Beyond the spike: Functional (dissociative) seizures as a key to holistic attitudes in seizure disorders
Mahinda Yogarajah, Barbara Dworetzky, Josemir W. Sander, Angel Aledo‐Serrano

TL;DR
This paper suggests that understanding functional seizures can improve care for all seizure patients by adopting a holistic approach.
Contribution
The paper highlights the mechanistic overlap between epileptic and functional seizures, advocating for a unified biopsychosocial approach.
Findings
Functional and epileptic seizures share mechanisms involving interoception, emotion, and stress dysregulation.
Both seizure types have similar rates of psychiatric and neurological comorbidities.

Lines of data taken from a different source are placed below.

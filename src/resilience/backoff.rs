//! Retry backoff for recovery attempts.

use rand::Rng;
use std::time::Duration;

use crate::config::HealthConfig;

/// Exponential backoff with jitter, used between recovery attempts.
///
/// Attempt numbering starts at 1; the delay doubles per attempt up to the
/// configured cap, plus up to 10% jitter to keep retries for several
/// backends from aligning.
#[derive(Debug, Clone, Copy)]
pub struct RetryBackoff {
    base_ms: u64,
    max_ms: u64,
}

impl RetryBackoff {
    pub fn new(base_ms: u64, max_ms: u64) -> Self {
        Self { base_ms, max_ms }
    }

    pub fn from_health_config(config: &HealthConfig) -> Self {
        Self::new(config.recovery_base_delay_ms, config.recovery_max_delay_ms)
    }

    /// Delay before the next attempt.
    pub fn delay(&self, attempt: u32) -> Duration {
        if attempt == 0 {
            return Duration::ZERO;
        }

        let exponent = 2u64.saturating_pow(attempt - 1);
        let capped = self.base_ms.saturating_mul(exponent).min(self.max_ms);

        let jitter_range = capped / 10;
        let jitter = if jitter_range > 0 {
            rand::thread_rng().gen_range(0..jitter_range)
        } else {
            0
        };

        Duration::from_millis(capped + jitter)
    }
}
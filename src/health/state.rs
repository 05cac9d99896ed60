//! Per-backend health state.
//!
//! # Responsibilities
//! - Keep a bounded history of probe results (oldest evicted first)
//! - Track the consecutive non-healthy count
//! - Decide when an alert may fire (threshold + cooldown debounce)
//!
//! # Design Decisions
//! - Counters reset on any healthy result
//! - The last-alert timestamp also resets on recovery, so a fresh failure
//!   episode alerts as soon as it reaches the threshold again
//! - Mutated only under the monitor's state lock

use std::collections::VecDeque;
use std::time::{Duration, Instant};

use crate::health::result::HealthCheckResult;

/// Bounded number of retained results per backend.
pub const HISTORY_LIMIT: usize = 100;

/// Mutable health state for one backend.
#[derive(Debug)]
pub struct HealthState {
    /// Most recent results, newest at the back.
    pub history: VecDeque<HealthCheckResult>,
    /// Consecutive non-healthy results.
    pub failure_count: u32,
    /// When the last alert for this backend fired.
    pub last_alert_at: Option<Instant>,
}

impl HealthState {
    pub fn new() -> Self {
        Self {
            history: VecDeque::with_capacity(HISTORY_LIMIT),
            failure_count: 0,
            last_alert_at: None,
        }
    }

    /// Latest observed result, if any.
    pub fn latest(&self) -> Option<&HealthCheckResult> {
        self.history.back()
    }

    /// Fold a new result into the state.
    ///
    /// Returns `true` when an alert should fire: the consecutive failure
    /// count has reached `alert_threshold` and no alert fired within
    /// `cooldown`.
    pub fn observe(
        &mut self,
        result: HealthCheckResult,
        alert_threshold: u32,
        cooldown: Duration,
    ) -> bool {
        let healthy = result.status.is_healthy();

        if self.history.len() == HISTORY_LIMIT {
            self.history.pop_front();
        }
        self.history.push_back(result);

        if healthy {
            self.failure_count = 0;
            self.last_alert_at = None;
            return false;
        }

        self.failure_count = self.failure_count.saturating_add(1);
        if self.failure_count < alert_threshold {
            return false;
        }

        let cooled_down = self
            .last_alert_at
            .map_or(true, |at| at.elapsed() >= cooldown);
        if cooled_down {
            self.last_alert_at = Some(Instant::now());
        }
        cooled_down
    }
}

impl Default for HealthState {
    fn default() -> Self {
        Self::new()
    }
}

#[cfg(test)]
mod tests {
    use super::*;
    use crate::health::result::HealthCheckResult;
    use crate::health::status::HealthStatus;

    fn healthy(backend: &str) -> HealthCheckResult {
        HealthCheckResult::from_latency(backend, 1, 50, 250, None)
    }

    fn failing(backend: &str) -> HealthCheckResult {
        HealthCheckResult::from_failure(backend, 0, "connection refused".into())
    }

    #[test]
    fn healthy_resets_failure_count() {
        let mut state = HealthState::new();
        state.observe(failing("redis"), 5, Duration::from_secs(60));
        state.observe(failing("redis"), 5, Duration::from_secs(60));
        assert_eq!(state.failure_count, 2);

        state.observe(healthy("redis"), 5, Duration::from_secs(60));
        assert_eq!(state.failure_count, 0);
        assert!(state.last_alert_at.is_none());
    }

    #[test]
    fn alert_fires_once_at_threshold() {
        let mut state = HealthState::new();
        let cooldown = Duration::from_secs(300);
        assert!(!state.observe(failing("redis"), 3, cooldown));
        assert!(!state.observe(failing("redis"), 3, cooldown));
        assert!(state.observe(failing("redis"), 3, cooldown));
        // Continuing failure within cooldown stays silent.
        assert!(!state.observe(failing("redis"), 3, cooldown));
        assert_eq!(state.failure_count, 4);
    }

    #[test]
    fn zero_cooldown_refires_every_qualifying_result() {
        let mut state = HealthState::new();
        assert!(!state.observe(failing("redis"), 2, Duration::ZERO));
        assert!(state.observe(failing("redis"), 2, Duration::ZERO));
        assert!(state.observe(failing("redis"), 2, Duration::ZERO));
    }

    #[test]
    fn history_is_bounded_oldest_first() {
        let mut state = HealthState::new();
        for _ in 0..(HISTORY_LIMIT + 10) {
            state.observe(healthy("redis"), 3, Duration::ZERO);
        }
        assert_eq!(state.history.len(), HISTORY_LIMIT);
    }

    #[test]
    fn new_episode_alerts_after_recovery() {
        let mut state = HealthState::new();
        let cooldown = Duration::from_secs(3600);
        for _ in 0..3 {
            state.observe(failing("redis"), 3, cooldown);
        }
        state.observe(healthy("redis"), 3, cooldown);
        assert!(!state.observe(failing("redis"), 3, cooldown));
        assert!(!state.observe(failing("redis"), 3, cooldown));
        assert!(state.observe(failing("redis"), 3, cooldown));
    }
}
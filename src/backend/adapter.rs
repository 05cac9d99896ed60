//! Adapter traits at the backend seam.
//!
//! # Responsibilities
//! - Define the probe/recovery contract used by the health monitor
//! - Define the dump contract used by the backup pipeline
//!
//! # Design Decisions
//! - Latency is measured by the caller around `probe()`, not self-reported
//! - `dump()` returns bytes written explicitly; completion is never inferred
//!   from file timestamps
//! - Recovery errors are logged by the monitor, never propagated

use async_trait::async_trait;
use std::path::Path;
use thiserror::Error;

/// Error produced by a backend adapter.
#[derive(Debug, Error)]
pub enum AdapterError {
    #[error("IO error: {0}")]
    Io(#[from] std::io::Error),

    #[error("backend unavailable: {0}")]
    Unavailable(String),

    #[error("{0}")]
    Other(String),
}

/// Probe and recovery operations for a single backend.
///
/// `probe` performs a trivial round-trip against the backend and may return
/// structured detail (server version, role, etc.). `recover` makes a
/// best-effort attempt to re-establish the backend connection.
#[async_trait]
pub trait ProbeAdapter: Send + Sync {
    async fn probe(&self) -> Result<Option<serde_json::Value>, AdapterError>;

    async fn recover(&self) -> Result<(), AdapterError>;
}

/// Produces a backup artifact for a single backend.
#[async_trait]
pub trait DumpAdapter: Send + Sync {
    /// Write a backup of the backend to `target`, returning the number of
    /// bytes written.
    async fn dump(&self, target: &Path) -> Result<u64, AdapterError>;
}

A holistic approach benefits all seizure patients and aligns with modern epilepsy care models.
Abstract
Epileptologists can improve outcomes through follow‐up and coordination of care for patients with functional seizures. Epileptic and functional seizures share some mechanistic overlap involving interoceptive, emotional, and stress dysregulation, and disorders of agency and perception. Similar psychiatric and neurological comorbidities occur at comparable rates in both functional and epileptic seizure populations. A holistic, biopsychosocial approach benefits all seizure patients and reflects modern models of epilepsy care.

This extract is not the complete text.